Cuando se diagnostica una enfermedad en el cuerpo que amenaza la vida del sujeto a corto o largo plazo, podemos aplicar este concepto de duelo al trabajo que un sujeto debe hacer por la pérdida de un ideal, que podríamos nombrar provisionalmente con el significante “salud”. Tras escuchar este diagnóstico, el sujeto juzga que ha sobrevenido una alteración en su cuerpo. ¿Esa noticia funda una realidad distinta, una nueva relación con su cuerpo y con los otros? Evidentemente que sí, porque en ese momento del diagnóstico aparece el temor por la pérdida de potencia con la que hasta entonces contaba, y más tarde, irá comprobando los signos que le impiden hacer actividades con las que está firmemente vinculado que le dan placer y gozo. De ahí que en algún momento le van a surgir preguntas en relación con la incapacidad y el uso que podrá hacer de su cuerpo afectado por su enfermedad. La inoperatividad está relacionada con la incapacidad para realizar alguna función y el uso es, en este sentido, la afección que un cuerpo recibe en la medida en que se relaciona con otro cuerpo (o con el propio cuerpo como otro).

Con respecto a la relación con el cuerpo, Bataille escribe:

La actitud humana respecto al cuerpo es, de una complejidad aterradora. Es la miseria del hombre, en tanto que es espíritu, tener el cuerpo de un animal, y a ese respecto ser como una cosa, pero es la gloria del cuerpo humano ser el sustrato de un espíritu. Y el espíritu está tan unido al cuerpo-cosa, que éste no deja nunca de verse asediado por él, no es nunca cosa más que en último extremo, hasta el punto de que, si la muerte le reduce al estado de cosa, el espíritu está entonces más presente que nunca: el cuerpo que le ha traicionado le revela más que cuando le servía.(Teoría de la Religión, 44).
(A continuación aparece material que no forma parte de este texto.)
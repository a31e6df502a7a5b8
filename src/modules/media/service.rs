use std::sync::Arc;

use rand::{distributions::Alphanumeric, Rng};
use uuid::Uuid;

use crate::api::error;
use crate::modules::media::{
    model::{PendingFile, UploadConfig},
    storage::BlobStore,
};

const TOKEN_LEN: usize = 8;

/// Uploads listing photographs into a per-owner namespace of the blob store.
#[derive(Clone)]
pub struct MediaService {
    storage: Arc<dyn BlobStore + Send + Sync>,
    config: UploadConfig,
}

impl MediaService {
    pub fn new(storage: Arc<dyn BlobStore + Send + Sync>, config: UploadConfig) -> Self {
        Self { storage, config }
    }

    pub fn with_defaults(storage: Arc<dyn BlobStore + Send + Sync>) -> Self {
        Self::new(storage, UploadConfig::default())
    }

    /// Validate file type and size
    pub fn validate_file(&self, file: &PendingFile) -> Result<(), error::SystemError> {
        if file.bytes.is_empty() {
            return Err(error::SystemError::bad_request(format!(
                "File '{}' is empty",
                file.file_name
            )));
        }

        if file.bytes.len() > self.config.max_file_size {
            return Err(error::SystemError::bad_request(format!(
                "File '{}' exceeds maximum allowed size of {} bytes",
                file.file_name, self.config.max_file_size
            )));
        }

        let mime_type = file.mime_type();
        if !self.config.allowed_mime_types.contains(&mime_type) {
            return Err(error::SystemError::bad_request(format!(
                "File type '{}' is not allowed",
                mime_type
            )));
        }

        Ok(())
    }

    /// `{owner}/{unix millis}_{random token}[.ext]`
    fn generate_object_name(&self, owner_id: &Uuid, file: &PendingFile) -> String {
        let millis = chrono::Utc::now().timestamp_millis();
        let token: String = rand::thread_rng()
            .sample_iter(&Alphanumeric)
            .take(TOKEN_LEN)
            .map(|b| char::from(b).to_ascii_lowercase())
            .collect();

        match file.extension() {
            Some(ext) => format!("{owner_id}/{millis}_{token}.{ext}"),
            None => format!("{owner_id}/{millis}_{token}"),
        }
    }

    /// Stores one file and returns its public URL.
    pub async fn upload(
        &self,
        owner_id: &Uuid,
        file: &PendingFile,
    ) -> Result<String, error::SystemError> {
        self.validate_file(file)?;

        let name = self.generate_object_name(owner_id, file);
        self.storage.put(&name, &file.bytes, &file.mime_type()).await?;

        tracing::info!(owner_id = %owner_id, object = %name, "Image uploaded");
        Ok(self.storage.public_url(&name))
    }

    /// Uploads `files` one after another; URLs come back in input order.
    ///
    /// Stops at the first failure. Objects stored before it stay in the blob
    /// store and are reported as orphaned in the `UploadFailure`.
    pub async fn upload_all(
        &self,
        owner_id: &Uuid,
        files: &[PendingFile],
    ) -> Result<Vec<String>, error::SystemError> {
        if files.is_empty() {
            return Ok(Vec::new());
        }

        let mut urls = Vec::with_capacity(files.len());
        for (index, file) in files.iter().enumerate() {
            match self.upload(owner_id, file).await {
                Ok(url) => urls.push(url),
                Err(source) => {
                    let remaining = files.len() - index;
                    tracing::warn!(
                        owner_id = %owner_id,
                        remaining,
                        orphaned = ?urls,
                        error = %source,
                        "Image upload failed part-way"
                    );
                    return Err(error::SystemError::UploadFailure {
                        remaining,
                        orphaned: urls,
                        source: Box::new(source),
                    });
                }
            }
        }

        Ok(urls)
    }
}

#[cfg(test)]
mod tests {
    use super::*;
    use crate::test::{jpeg, RecordingStore};

    #[tokio::test]
    async fn upload_all_of_nothing_touches_no_store() {
        let store = Arc::new(RecordingStore::default());
        let media = MediaService::with_defaults(store.clone());

        let urls = media.upload_all(&Uuid::now_v7(), &[]).await.unwrap();

        assert!(urls.is_empty());
        assert_eq!(store.put_calls(), 0);
    }

    #[tokio::test]
    async fn names_are_owner_scoped_unique_and_keep_extension() {
        let store = Arc::new(RecordingStore::default());
        let media = MediaService::with_defaults(store.clone());
        let owner = Uuid::now_v7();

        media.upload_all(&owner, &[jpeg("a.JPG"), jpeg("a.JPG")]).await.unwrap();

        let names = store.names();
        assert_eq!(names.len(), 2);
        assert_ne!(names[0], names[1]);
        for name in &names {
            assert!(name.starts_with(&format!("{owner}/")));
            assert!(name.ends_with(".jpg"));
        }
    }

    #[tokio::test]
    async fn upload_all_preserves_selection_order() {
        let store = Arc::new(RecordingStore::default());
        let media = MediaService::with_defaults(store.clone());
        let files = [jpeg("1.jpg"), jpeg("2.png"), jpeg("3.webp")];

        let urls = media.upload_all(&Uuid::now_v7(), &files).await.unwrap();

        let expected: Vec<String> =
            store.names().iter().map(|name| store.public_url(name)).collect();
        assert_eq!(urls, expected);
        assert!(urls[1].ends_with(".png"));
    }

    #[tokio::test]
    async fn failure_reports_remaining_and_orphans() {
        let store = Arc::new(RecordingStore::failing_after(2));
        let media = MediaService::with_defaults(store.clone());
        let files = [jpeg("1.jpg"), jpeg("2.jpg"), jpeg("3.jpg"), jpeg("4.jpg")];

        let err = media.upload_all(&Uuid::now_v7(), &files).await.unwrap_err();

        match err {
            error::SystemError::UploadFailure { remaining, orphaned, .. } => {
                assert_eq!(remaining, 2);
                assert_eq!(orphaned.len(), 2);
            }
            other => panic!("unexpected error: {other:?}"),
        }
        assert_eq!(store.names().len(), 2);
    }

    #[tokio::test]
    async fn rejects_non_images_and_oversize_files() {
        let store = Arc::new(RecordingStore::default());
        let media = MediaService::new(
            store.clone(),
            UploadConfig { max_file_size: 4, ..UploadConfig::default() },
        );
        let owner = Uuid::now_v7();

        let pdf = PendingFile::new("lease.pdf", vec![1, 2, 3]);
        assert!(matches!(media.upload(&owner, &pdf).await, Err(error::SystemError::Validation(_))));

        let big = PendingFile::new("big.jpg", vec![0; 5]);
        assert!(matches!(media.upload(&owner, &big).await, Err(error::SystemError::Validation(_))));

        let empty = PendingFile::new("empty.jpg", vec![]);
        assert!(media.validate_file(&empty).is_err());
        assert_eq!(store.put_calls(), 0);
    }
}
En el discurso médico, cuando un profesional de la medicina se arriesga a decir la probable duración de vida de una persona, tenemos la mirada que contempla ese cuerpo-organismo sobre el que vaticina un destino biológico y hace un cálculo, basado en su experiencia, sobre su duración biológica hasta transformarse en cosa, como destino común.

Si es cierto lo que dice Bataille, que “sólo en la medida en que somos humanos el objeto existe en el tiempo en que su duración es aprehensible”, a diferencia del animal en el que nada se da a lo largo del tiempo y que ”todo animal está en el mundo como el agua dentro del agua“ (Ibid., 22); para el sujeto afectado por una enfermedad que determina una duración determinada de vida, ¿en qué cambia su posición de saber a no saber esta conjetura acerca de la duración de su vida? Esa respuesta es individual, hay quien rechaza saber esos pronósticos, y otros que se confrontan a ello con su respuesta particular; lo que sí podemos afirmar es que mientras dura la vida de un sujeto, en él habita el deseo que le estimula a realizar proyectos y objetivos determinados para sí mismo y con otros y, si escucha esa conjetura de duración biológica, la crea o no, lo que anticipa es poder imaginar su particular ausencia del mundo.

Ahora que escribo este texto sobre esa experiencia, me brotan las lágrimas que no pude mostrarle ese día, por la conmoción que me produjo. Ese dolor no se lo enseñé, tal vez porque en ese momento pensé que no era yo quien necesitaba consuelo, sino él. Para estar a su altura, también yo me mostré con serenidad, cálida, pero comedida en manifestaciones de tristeza, pero la sentía profundamente, íntimamente. La conversación continuó acerca del tratamiento que su médico le había indicado. Por mi parte, no dí credibilidad al cálculo del tiempo de vida que le habían hecho, puse en cuestión ese número de años, esa corta duración de vida, quizá por el deseo de retirar ese peligro, ese florete que le amenazaba. Me fuí pensando cómo viviría él con esta noticia, cómo sería el duelo que, a partir de ese momento, tendría que hacer.

Afortunadamente, ya han pasado más de dos años, después de aquella triste noticia, y aún sigue viviendo con nosotros.